Мина Эплтон. Кристина Бутчер. Дэвид Сантини. Мы оказались гвоздем программы – наши имена назвали первыми. Втроем мы очутились и за стеклом на скамье подсудимых: мы с Дэйвом по обе стороны от Мины. Когда мне пришлось подтверждать свое имя и адрес, во рту пересохло, и каждое слово получалось с причмокиванием – мой страх слышали все. Зачитали обвинения: по одному мне и Дэйву, секретарю и водителю, и два – нашей работодательнице. Когда судья огласил условия нашего освобождения под залог, я оторопела: нам запретили поддерживать друг с другом какую бы то ни было связь, прямую или опосредованную. Меня отрезали от Мины и от моей работы, и я покинула здание суда, чувствуя себя еще более одинокой, чем раньше.

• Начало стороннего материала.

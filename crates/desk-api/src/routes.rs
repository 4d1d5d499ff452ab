//! # Routes
//!
//! Axum router configuration for the desk API.

use crate::handlers;
use crate::state::AppState;
use axum::{
    routing::{get, post},
    Router,
};
use tower_http::{
    cors::{Any, CorsLayer},
    trace::TraceLayer,
};

/// Create the main application router
///
/// Routes:
/// - Sessions:
///   - POST   /api/v1/workflows - Open a workflow at step 1
///   - GET    /api/v1/workflows/{id} - Snapshot (applies pending poll results)
///   - DELETE /api/v1/workflows/{id} - Abandon the session
///
/// - Navigation:
///   - POST /api/v1/workflows/{id}/back
///   - POST /api/v1/workflows/{id}/advance - Forward with data already held
///   - POST /api/v1/workflows/{id}/restart
///
/// - Steps:
///   - POST /api/v1/workflows/{id}/search - Room search (1)
///   - POST /api/v1/workflows/{id}/select - Select room (1 to 2)
///   - POST /api/v1/workflows/{id}/guest - Guest details (2 to 3)
///   - POST /api/v1/workflows/{id}/conversion/retry - Restart conversion poll (3)
///   - POST /api/v1/workflows/{id}/proceed - Confirm (3 to 4)
///   - POST /api/v1/workflows/{id}/payment/mobile - Initiate mobile payment (4)
///   - POST /api/v1/workflows/{id}/payment/mobile/check - Poll now (4)
///   - POST /api/v1/workflows/{id}/payment/mobile/reset - Retry after failure (4)
///   - POST /api/v1/workflows/{id}/payment/cash - Record cash (4 to 5)
///   - POST /api/v1/workflows/{id}/check-in - Check in (5)
///   - GET  /api/v1/workflows/{id}/invoice - Invoice (5)
///   - POST /api/v1/workflows/{id}/finish - Clear state (5 to 1)
pub fn create_router(state: AppState) -> Router {
    // The desk front-end is served from a different origin
    let cors = CorsLayer::new()
        .allow_origin(Any)
        .allow_methods(Any)
        .allow_headers(Any);

    let workflow_routes = Router::new()
        .route("/", post(handlers::open_workflow))
        .route(
            "/{id}",
            get(handlers::get_workflow).delete(handlers::delete_workflow),
        )
        // Navigation
        .route("/{id}/back", post(handlers::back))
        .route("/{id}/advance", post(handlers::advance))
        .route("/{id}/restart", post(handlers::restart))
        // Step 1
        .route("/{id}/search", post(handlers::search_rooms))
        .route("/{id}/select", post(handlers::select_room))
        // Step 2
        .route("/{id}/guest", post(handlers::submit_guest))
        // Step 3
        .route("/{id}/conversion/retry", post(handlers::retry_conversion))
        .route("/{id}/proceed", post(handlers::proceed))
        // Step 4
        .route("/{id}/payment/mobile", post(handlers::initiate_mobile))
        .route("/{id}/payment/mobile/check", post(handlers::check_mobile))
        .route("/{id}/payment/mobile/reset", post(handlers::reset_mobile))
        .route("/{id}/payment/cash", post(handlers::confirm_cash))
        // Step 5
        .route("/{id}/check-in", post(handlers::check_in))
        .route("/{id}/invoice", get(handlers::invoice))
        .route("/{id}/finish", post(handlers::finish));

    Router::new()
        // Health check at root
        .route("/health", get(handlers::health))
        .route("/", get(handlers::health))
        // API v1
        .nest("/api/v1/workflows", workflow_routes)
        // Middleware
        .layer(cors)
        .layer(TraceLayer::new_for_http())
        // State
        .with_state(state)
}
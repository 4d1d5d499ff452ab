//! Per-step handlers and view models.

pub mod check_in;
pub mod confirmation;
pub mod guest_details;
pub mod payment;
pub mod room_search;

pub use confirmation::{ConfirmationView, ConversionStatus};
pub use guest_details::GuestForm;
pub use payment::{CashForm, MobilePaymentState, PayeeRule, PaymentBranch, PaymentView};
pub use room_search::{RoomSearch, SearchCriteria};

Через неделю мне позвонила Стелла Паркер. Нутриционист, хилер, массажистка Мины, а во время первого процесса – ее спасительница. Теперь ей предстояло спасать меня. С помощью Стеллы Мина поддерживала со мной связь, и недовольство, которое я испытала при знакомстве с ней, рассеялось. Стелла стала нашей посредницей.
Мне уже давно не приходилось раздеваться в присутствие кого-либо, поэтому первые несколько визитов Стеллы стали для меня пыткой. Но вскоре я научилась ценить ощущения, которые вызывали в моем теле ее ладони, с нетерпением ждала ее приездов и даже пристрастилась к ним. Я ложилась на обитый мягким материалом массажный стол, который она привозила с собой, закрывала глаза и отдавалась ее прикосновениям.
Она начинала с моих ступней, надавливала большими пальцами на их мясистые части, затем медленно продвигалась вверх по телу, задерживаясь на тех участках, которым, как она считала, требовалось особое внимание. Когда она добиралась до головы, пальцы гладили и мяли кожу до тех пор, пока, казалось, не начинали проскальзывать прямо в череп. Мне представлялось, как она кладет ладони на мой мозг и дочиста отмывает его от негативных мыслей. И я становилась пустоголовой, соглашалась на все и разрешала себе быть ведомой.